**What is needed**
Restate every line of the material that follows, word for word.

**Extracted material**
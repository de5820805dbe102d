//! Candidate tag selection.
//!
//! Narrows a repository's tag list down to the tags worth resolving:
//! Windows images are dropped, the user's substring filter is applied, the
//! rest is sorted newest-version-first and capped to a limit.

use std::cmp::Ordering;
use std::num::NonZeroUsize;

#[cfg(test)]
mod tests;

/// Default number of candidate tags to resolve.
pub const DEFAULT_LIMIT: usize = 25;

/// Tags whose name contains this (case-insensitively) are never candidates.
const EXCLUDED_MARKER: &str = "windows";

/// The outcome of [`select_tags`].
#[derive(Debug, Clone, PartialEq, Eq)]
pub struct TagSelection {
    /// Selected tags, highest version first, at most `limit` of them.
    pub tags: Vec<String>,
    /// Number of tags that passed the filters, before truncation.
    pub matched: usize,
    /// Number of tags in the registry's list, before filtering.
    pub total: usize,
}

impl TagSelection {
    /// Returns true if the limit cut off some matching tags.
    pub fn is_truncated(&self) -> bool {
        self.matched > self.tags.len()
    }
}

/// Filters, orders and caps a tag list.
///
/// An empty `filter` keeps every tag. Matching is a plain, case-sensitive
/// substring test.
///
/// # Examples
///
/// ```
/// use libtagalias::select::select_tags;
/// use std::num::NonZeroUsize;
///
/// let tags: Vec<String> = ["1.9", "1.10", "1.2", "1.10-windows"]
///     .iter()
///     .map(|s| s.to_string())
///     .collect();
/// let selection = select_tags(&tags, "", NonZeroUsize::new(2).unwrap());
/// assert_eq!(selection.tags, vec!["1.10", "1.9"]);
/// assert_eq!(selection.matched, 3);
/// assert_eq!(selection.total, 4);
/// ```
pub fn select_tags(tags: &[String], filter: &str, limit: NonZeroUsize) -> TagSelection {
    let mut selected: Vec<String> = tags
        .iter()
        .filter(|tag| !tag.to_lowercase().contains(EXCLUDED_MARKER))
        .filter(|tag| tag.contains(filter))
        .cloned()
        .collect();

    selected.sort_by(|a, b| version_cmp(b, a));

    let matched = selected.len();
    selected.truncate(limit.get());

    TagSelection {
        tags: selected,
        matched,
        total: tags.len(),
    }
}

/// A maximal run of ASCII digits or of non-digits.
#[derive(Debug, PartialEq, Eq)]
enum Run<'a> {
    Number(&'a str),
    Text(&'a str),
}

fn runs(s: &str) -> Vec<Run<'_>> {
    let mut out = Vec::new();
    let mut start = 0;
    let mut digits = None;

    for (i, c) in s.char_indices() {
        let is_digit = c.is_ascii_digit();
        match digits {
            Some(current) if current != is_digit => {
                out.push(make_run(&s[start..i], current));
                start = i;
            }
            _ => {}
        }
        digits = Some(is_digit);
    }
    if let Some(current) = digits {
        out.push(make_run(&s[start..], current));
    }
    out
}

fn make_run(s: &str, digits: bool) -> Run<'_> {
    if digits { Run::Number(s) } else { Run::Text(s) }
}

/// Compares two digit strings by value, without overflowing on long runs.
fn numeric_cmp(a: &str, b: &str) -> Ordering {
    let a = a.trim_start_matches('0');
    let b = b.trim_start_matches('0');
    a.len().cmp(&b.len()).then_with(|| a.cmp(b))
}

/// Version-aware ("natural") comparison of two tags.
///
/// Tags are split into alternating runs of digits and non-digits. Digit runs
/// compare by numeric value, everything else lexicographically, and a tag that
/// runs out of runs first is the lower one. Tags equal under these rules (for
/// example `1.01` and `1.1`) fall back to plain string order so sorting is
/// deterministic.
///
/// # Examples
///
/// ```
/// use libtagalias::select::version_cmp;
/// use std::cmp::Ordering;
///
/// assert_eq!(version_cmp("2.10", "2.9"), Ordering::Greater);
/// assert_eq!(version_cmp("1.7", "1.7.3"), Ordering::Less);
/// ```
pub fn version_cmp(a: &str, b: &str) -> Ordering {
    let left = runs(a);
    let right = runs(b);

    for (l, r) in left.iter().zip(right.iter()) {
        let ordering = match (l, r) {
            (Run::Number(l), Run::Number(r)) => numeric_cmp(l, r),
            (Run::Number(l) | Run::Text(l), Run::Number(r) | Run::Text(r)) => l.cmp(r),
        };
        if ordering != Ordering::Equal {
            return ordering;
        }
    }

    left.len().cmp(&right.len()).then_with(|| a.cmp(b))
}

**Solution**
repository de5820805dbe102d
//! Candidate tag selection.
//!
//! Narrows a repository's tag list down to the tags worth resolving:
//! Windows images are dropped, the user's substring filter is applied, the
//! rest is sorted newest-version-first and capped to a limit.

use std::cmp::Ordering;
use std::num::NonZeroUsize;

#[cfg(test)]
mod tests;

/// Default number of candidate tags to resolve.
pub const DEFAULT_LIMIT: usize = 25;

/// Tags whose name contains this (case-insensitively) are never candidates.
const EXCLUDED_MARKER: &str = "windows";

/// The outcome of [`select_tags`].
#[derive(Debug, Clone, PartialEq, Eq)]
pub struct TagSelection {
    /// Selected tags, highest version first, at most `limit` of them.
    pub tags: Vec<String>,
    /// Number of tags that passed the filters, before truncation.
    pub matched: usize,
    /// Number of tags in the registry's list, before filtering.
    pub total: usize,
}

impl TagSelection {
    /// Returns true if the limit cut off some matching tags.
    pub fn is_truncated(&self) -> bool {
        self.matched > self.tags.len()
    }
}

/// Filters, orders and caps a tag list.
///
/// An empty `filter` keeps every tag. Matching is a plain, case-sensitive
/// substring test.
///
/// # Examples
///
/// ```
/// use libtagalias::select::select_tags;
/// use std::num::NonZeroUsize;
///
/// let tags: Vec<String> = ["1.9", "1.10", "1.2", "1.10-windows"]
///     .iter()
///     .map(|s| s.to_string())
///     .collect();
/// let selection = select_tags(&tags, "", NonZeroUsize::new(2).unwrap());
/// assert_eq!(selection.tags, vec!["1.10", "1.9"]);
/// assert_eq!(selection.matched, 3);
/// assert_eq!(selection.total, 4);
/// ```
pub fn select_tags(tags: &[String], filter: &str, limit: NonZeroUsize) -> TagSelection {
    let mut selected: Vec<String> = tags
        .iter()
        .filter(|tag| !tag.to_lowercase().contains(EXCLUDED_MARKER))
        .filter(|tag| tag.contains(filter))
        .cloned()
        .collect();

    selected.sort_by(|a, b| version_cmp(b, a));

    let matched = selected.len();
    selected.truncate(limit.get());

    TagSelection {
        tags: selected,
        matched,
        total: tags.len(),
    }
}

/// A maximal run of ASCII digits or of non-digits.
#[derive(Debug, PartialEq, Eq)]
enum Run<'a> {
    Number(&'a str),
    Text(&'a str),
}

fn runs(s: &str) -> Vec<Run<'_>> {
    let mut out = Vec::new();
    let mut start = 0;
    let mut digits = None;

    for (i, c) in s.char_indices() {
        let is_digit = c.is_ascii_digit();
        match digits {
            Some(current) if current != is_digit => {
                out.push(make_run(&s[start..i], current));
                start = i;
            }
            _ => {}
        }
        digits = Some(is_digit);
    }
    if let Some(current) = digits {
        out.push(make_run(&s[start..], current));
    }
    out
}

fn make_run(s: &str, digits: bool) -> Run<'_> {
    if digits { Run::Number(s) } else { Run::Text(s) }
}

/// Compares two digit strings by value, without overflowing on long runs.
fn numeric_cmp(a: &str, b: &str) -> Ordering {
    let a = a.trim_start_matches('0');
    let b = b.trim_start_matches('0');
    a.len().cmp(&b.len()).then_with(|| a.cmp(b))
}

/// Version-aware ("natural") comparison of two tags.
///
/// Tags are split into alternating runs of digits and non-digits. Digit runs
/// compare by numeric value, everything else lexicographically, and a tag that
/// runs out of runs first is the lower one. Tags equal under these rules (for
/// example `1.01` and `1.1`) fall back to plain string order so sorting is
/// deterministic.
///
/// # Examples
///
/// ```
/// use libtagalias::select::version_cmp;
/// use std::cmp::Ordering;
///
/// assert_eq!(version_cmp("2.10", "2.9"), Ordering::Greater);
/// assert_eq!(version_cmp("1.7", "1.7.3"), Ordering::Less);
/// ```
pub fn version_cmp(a: &str, b: &str) -> Ordering {
    let left = runs(a);
    let right = runs(b);

    for (l, r) in left.iter().zip(right.iter()) {
        let ordering = match (l, r) {
            (Run::Number(l), Run::Number(r)) => numeric_cmp(l, r),
            (Run::Number(l) | Run::Text(l), Run::Number(r) | Run::Text(r)) => l.cmp(r),
        };
        if ordering != Ordering::Equal {
            return ordering;
        }
    }

    left.len().cmp(&right.len()).then_with(|| a.cmp(b))
}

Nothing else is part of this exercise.